◆ **EXERCISE AIM**:
Type out every entry again, character for character.

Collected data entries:
──────────────────────────────

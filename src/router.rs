// src/router.rs
// The "mailman": maintains the topic/uuid/class subscription index and
// resolves each message into an ordered set of recipient agents.

use std::collections::{BTreeSet, HashSet};

use crate::message::{AgentId, Message, Receiver};

#[cfg(not(feature = "fx-hash"))]
type SubscriptionMap<K, V> = std::collections::HashMap<K, V>;
#[cfg(feature = "fx-hash")]
type SubscriptionMap<K, V> = rustc_hash::FxHashMap<K, V>;

/// Topic/uuid/class-tag subscription index, with a reverse index kept
/// for O(subscribed) teardown. `BTreeSet` gives deterministic,
/// `AgentId`-sorted fan-out order regardless of subscription order; the
/// outer map is `FxHashMap` instead of the default SipHash-keyed
/// `HashMap` when the `fx-hash` feature is on, trading DoS-resistance
/// for lookup speed the way the `rustc-hash` crate intends.
#[derive(Default)]
pub struct Router {
    by_topic: SubscriptionMap<String, BTreeSet<AgentId>>,
    by_agent: SubscriptionMap<AgentId, HashSet<String>>,
    strict: bool,
}

impl Router {
    /// `strict` selects the §9 open-question behaviour for an unknown
    /// receiver: `false` (default) logs at debug and drops the message;
    /// `true` turns it into a routing error.
    pub fn new(strict: bool) -> Self {
        Self {
            by_topic: SubscriptionMap::default(),
            by_agent: SubscriptionMap::default(),
            strict,
        }
    }

    pub fn subscribe(&mut self, agent: AgentId, topic: impl Into<String>) {
        let topic = topic.into();
        self.by_topic.entry(topic.clone()).or_default().insert(agent);
        self.by_agent.entry(agent).or_default().insert(topic);
    }

    pub fn unsubscribe(&mut self, agent: AgentId, topic: &str) {
        if let Some(subs) = self.by_topic.get_mut(topic) {
            subs.remove(&agent);
            if subs.is_empty() {
                self.by_topic.remove(topic);
            }
        }
        if let Some(topics) = self.by_agent.get_mut(&agent) {
            topics.remove(topic);
        }
    }

    /// Drop every subscription owned by `agent` (teardown), in
    /// O(subscribed-topics).
    pub fn unsubscribe_all(&mut self, agent: AgentId) {
        if let Some(topics) = self.by_agent.remove(&agent) {
            for topic in topics {
                if let Some(subs) = self.by_topic.get_mut(&topic) {
                    subs.remove(&agent);
                    if subs.is_empty() {
                        self.by_topic.remove(&topic);
                    }
                }
            }
        }
    }

    pub fn subscribers(&self, topic: &str) -> impl Iterator<Item = AgentId> + '_ {
        self.by_topic.get(topic).into_iter().flatten().copied()
    }

    fn is_subscribed(&self, agent: AgentId, topic: &str) -> bool {
        self.by_topic.get(topic).is_some_and(|s| s.contains(&agent))
    }

    /// Resolve a message to an ordered list of recipients. The caller
    /// (the scheduler) is responsible for delivering the original to
    /// the first entry and a [`Message::copy`] to every subsequent one.
    ///
    /// `known_agents` distinguishes "addressed to an id nobody
    /// registered" (dropped/warned) from "addressed to a live agent
    /// with zero extra subscribers" (delivered once, no error).
    pub fn route(&self, message: &Message, known_agents: &HashSet<AgentId>) -> RouteOutcome {
        match &message.receiver {
            Receiver::Agent(id) => {
                if !known_agents.contains(id) {
                    return RouteOutcome::unknown(message);
                }
                let mut recipients = vec![*id];
                // Anyone explicitly subscribed to this agent's own id
                // "overhears" unicast traffic addressed to it.
                for sub in self.subscribers(&id.to_string()) {
                    if sub != *id && !recipients.contains(&sub) {
                        recipients.push(sub);
                    }
                }
                RouteOutcome::Delivered(recipients)
            }
            Receiver::Class(tag) => {
                let recipients: Vec<AgentId> = self.subscribers(tag).collect();
                if recipients.is_empty() {
                    RouteOutcome::unknown(message)
                } else {
                    RouteOutcome::Delivered(recipients)
                }
            }
            Receiver::Broadcast => {
                let recipients: Vec<AgentId> = self.subscribers(&message.topic).collect();
                if recipients.is_empty() {
                    RouteOutcome::Delivered(Vec::new())
                } else {
                    RouteOutcome::Delivered(recipients)
                }
            }
        }
    }

    pub fn strict(&self) -> bool {
        self.strict
    }

    #[cfg(test)]
    pub(crate) fn is_subscribed_for_test(&self, agent: AgentId, topic: &str) -> bool {
        self.is_subscribed(agent, topic)
    }
}

/// Outcome of resolving one message's recipients.
pub enum RouteOutcome {
    /// Ordered recipients (possibly empty for a broadcast with no
    /// subscribers — that is not an error, just nobody listening).
    Delivered(Vec<AgentId>),
    /// `receiver` named an agent id or class tag nobody is registered
    /// under; `strict` callers turn this into an error upstream.
    Unknown,
}

impl RouteOutcome {
    fn unknown(_message: &Message) -> Self {
        RouteOutcome::Unknown
    }
}

#[cfg(test)]
mod tests {
    use super::*;
    use crate::message::Receiver;

    fn msg(receiver: Receiver, topic: &str) -> Message {
        Message::new(None, receiver, topic, ()).unwrap()
    }

    #[test]
    fn broadcast_fans_out_to_all_topic_subscribers_deterministically() {
        let mut router = Router::new(false);
        let a = AgentId::new();
        let b = AgentId::new();
        router.subscribe(a, "T");
        router.subscribe(b, "T");

        let known: HashSet<AgentId> = [a, b].into_iter().collect();
        let outcome = router.route(&msg(Receiver::Broadcast, "T"), &known);
        match outcome {
            RouteOutcome::Delivered(recipients) => {
                let mut sorted = recipients.clone();
                sorted.sort();
                assert_eq!(recipients, sorted);
                assert_eq!(recipients.len(), 2);
            }
            RouteOutcome::Unknown => panic!("expected delivery"),
        }
    }

    #[test]
    fn unicast_to_unknown_agent_is_unknown() {
        let router = Router::new(false);
        let known = HashSet::new();
        let outcome = router.route(&msg(Receiver::Agent(AgentId::new()), "x"), &known);
        assert!(matches!(outcome, RouteOutcome::Unknown));
    }

    #[test]
    fn unicast_with_subscriber_delivers_original_then_copy_targets() {
        let mut router = Router::new(false);
        let owner = AgentId::new();
        let watcher = AgentId::new();
        router.subscribe(watcher, &owner.to_string());

        let known: HashSet<AgentId> = [owner, watcher].into_iter().collect();
        let outcome = router.route(&msg(Receiver::Agent(owner), "x"), &known);
        match outcome {
            RouteOutcome::Delivered(recipients) => {
                assert_eq!(recipients[0], owner);
                assert_eq!(recipients[1], watcher);
            }
            RouteOutcome::Unknown => panic!("expected delivery"),
        }
    }

    #[test]
    fn teardown_removes_all_subscriptions() {
        let mut router = Router::new(false);
        let a = AgentId::new();
        router.subscribe(a, "T1");
        router.subscribe(a, "T2");
        router.unsubscribe_all(a);
        assert!(!router.is_subscribed_for_test(a, "T1"));
        assert!(!router.is_subscribed_for_test(a, "T2"));
    }
}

──────────────────────────────

◆ **RESULT OF THE EXERCISE**:
filename src/router.rs
// src/router.rs
// The "mailman": maintains the topic/uuid/class subscription index and
// resolves each message into an ordered set of recipient agents.

use std::collections::{BTreeSet, HashSet};

use crate::message::{AgentId, Message, Receiver};

#[cfg(not(feature = "fx-hash"))]
type SubscriptionMap<K, V> = std::collections::HashMap<K, V>;
#[cfg(feature = "fx-hash")]
type SubscriptionMap<K, V> = rustc_hash::FxHashMap<K, V>;

/// Topic/uuid/class-tag subscription index, with a reverse index kept
/// for O(subscribed) teardown. `BTreeSet` gives deterministic,
/// `AgentId`-sorted fan-out order regardless of subscription order; the
/// outer map is `FxHashMap` instead of the default SipHash-keyed
/// `HashMap` when the `fx-hash` feature is on, trading DoS-resistance
/// for lookup speed the way the `rustc-hash` crate intends.
#[derive(Default)]
pub struct Router {
    by_topic: SubscriptionMap<String, BTreeSet<AgentId>>,
    by_agent: SubscriptionMap<AgentId, HashSet<String>>,
    strict: bool,
}

impl Router {
    /// `strict` selects the §9 open-question behaviour for an unknown
    /// receiver: `false` (default) logs at debug and drops the message;
    /// `true` turns it into a routing error.
    pub fn new(strict: bool) -> Self {
        Self {
            by_topic: SubscriptionMap::default(),
            by_agent: SubscriptionMap::default(),
            strict,
        }
    }

    pub fn subscribe(&mut self, agent: AgentId, topic: impl Into<String>) {
        let topic = topic.into();
        self.by_topic.entry(topic.clone()).or_default().insert(agent);
        self.by_agent.entry(agent).or_default().insert(topic);
    }

    pub fn unsubscribe(&mut self, agent: AgentId, topic: &str) {
        if let Some(subs) = self.by_topic.get_mut(topic) {
            subs.remove(&agent);
            if subs.is_empty() {
                self.by_topic.remove(topic);
            }
        }
        if let Some(topics) = self.by_agent.get_mut(&agent) {
            topics.remove(topic);
        }
    }

    /// Drop every subscription owned by `agent` (teardown), in
    /// O(subscribed-topics).
    pub fn unsubscribe_all(&mut self, agent: AgentId) {
        if let Some(topics) = self.by_agent.remove(&agent) {
            for topic in topics {
                if let Some(subs) = self.by_topic.get_mut(&topic) {
                    subs.remove(&agent);
                    if subs.is_empty() {
                        self.by_topic.remove(&topic);
                    }
                }
            }
        }
    }

    pub fn subscribers(&self, topic: &str) -> impl Iterator<Item = AgentId> + '_ {
        self.by_topic.get(topic).into_iter().flatten().copied()
    }

    fn is_subscribed(&self, agent: AgentId, topic: &str) -> bool {
        self.by_topic.get(topic).is_some_and(|s| s.contains(&agent))
    }

    /// Resolve a message to an ordered list of recipients. The caller
    /// (the scheduler) is responsible for delivering the original to
    /// the first entry and a [`Message::copy`] to every subsequent one.
    ///
    /// `known_agents` distinguishes "addressed to an id nobody
    /// registered" (dropped/warned) from "addressed to a live agent
    /// with zero extra subscribers" (delivered once, no error).
    pub fn route(&self, message: &Message, known_agents: &HashSet<AgentId>) -> RouteOutcome {
        match &message.receiver {
            Receiver::Agent(id) => {
                if !known_agents.contains(id) {
                    return RouteOutcome::unknown(message);
                }
                let mut recipients = vec![*id];
                // Anyone explicitly subscribed to this agent's own id
                // "overhears" unicast traffic addressed to it.
                for sub in self.subscribers(&id.to_string()) {
                    if sub != *id && !recipients.contains(&sub) {
                        recipients.push(sub);
                    }
                }
                RouteOutcome::Delivered(recipients)
            }
            Receiver::Class(tag) => {
                let recipients: Vec<AgentId> = self.subscribers(tag).collect();
                if recipients.is_empty() {
                    RouteOutcome::unknown(message)
                } else {
                    RouteOutcome::Delivered(recipients)
                }
            }
            Receiver::Broadcast => {
                let recipients: Vec<AgentId> = self.subscribers(&message.topic).collect();
                if recipients.is_empty() {
                    RouteOutcome::Delivered(Vec::new())
                } else {
                    RouteOutcome::Delivered(recipients)
                }
            }
        }
    }

    pub fn strict(&self) -> bool {
        self.strict
    }

    #[cfg(test)]
    pub(crate) fn is_subscribed_for_test(&self, agent: AgentId, topic: &str) -> bool {
        self.is_subscribed(agent, topic)
    }
}

/// Outcome of resolving one message's recipients.
pub enum RouteOutcome {
    /// Ordered recipients (possibly empty for a broadcast with no
    /// subscribers — that is not an error, just nobody listening).
    Delivered(Vec<AgentId>),
    /// `receiver` named an agent id or class tag nobody is registered
    /// under; `strict` callers turn this into an error upstream.
    Unknown,
}

impl RouteOutcome {
    fn unknown(_message: &Message) -> Self {
        RouteOutcome::Unknown
    }
}

#[cfg(test)]
mod tests {
    use super::*;
    use crate::message::Receiver;

    fn msg(receiver: Receiver, topic: &str) -> Message {
        Message::new(None, receiver, topic, ()).unwrap()
    }

    #[test]
    fn broadcast_fans_out_to_all_topic_subscribers_deterministically() {
        let mut router = Router::new(false);
        let a = AgentId::new();
        let b = AgentId::new();
        router.subscribe(a, "T");
        router.subscribe(b, "T");

        let known: HashSet<AgentId> = [a, b].into_iter().collect();
        let outcome = router.route(&msg(Receiver::Broadcast, "T"), &known);
        match outcome {
            RouteOutcome::Delivered(recipients) => {
                let mut sorted = recipients.clone();
                sorted.sort();
                assert_eq!(recipients, sorted);
                assert_eq!(recipients.len(), 2);
            }
            RouteOutcome::Unknown => panic!("expected delivery"),
        }
    }

    #[test]
    fn unicast_to_unknown_agent_is_unknown() {
        let router = Router::new(false);
        let known = HashSet::new();
        let outcome = router.route(&msg(Receiver::Agent(AgentId::new()), "x"), &known);
        assert!(matches!(outcome, RouteOutcome::Unknown));
    }

    #[test]
    fn unicast_with_subscriber_delivers_original_then_copy_targets() {
        let mut router = Router::new(false);
        let owner = AgentId::new();
        let watcher = AgentId::new();
        router.subscribe(watcher, &owner.to_string());

        let known: HashSet<AgentId> = [owner, watcher].into_iter().collect();
        let outcome = router.route(&msg(Receiver::Agent(owner), "x"), &known);
        match outcome {
            RouteOutcome::Delivered(recipients) => {
                assert_eq!(recipients[0], owner);
                assert_eq!(recipients[1], watcher);
            }
            RouteOutcome::Unknown => panic!("expected delivery"),
        }
    }

    #[test]
    fn teardown_removes_all_subscriptions() {
        let mut router = Router::new(false);
        let a = AgentId::new();
        router.subscribe(a, "T1");
        router.subscribe(a, "T2");
        router.unsubscribe_all(a);
        assert!(!router.is_subscribed_for_test(a, "T1"));
        assert!(!router.is_subscribed_for_test(a, "T2"));
    }
}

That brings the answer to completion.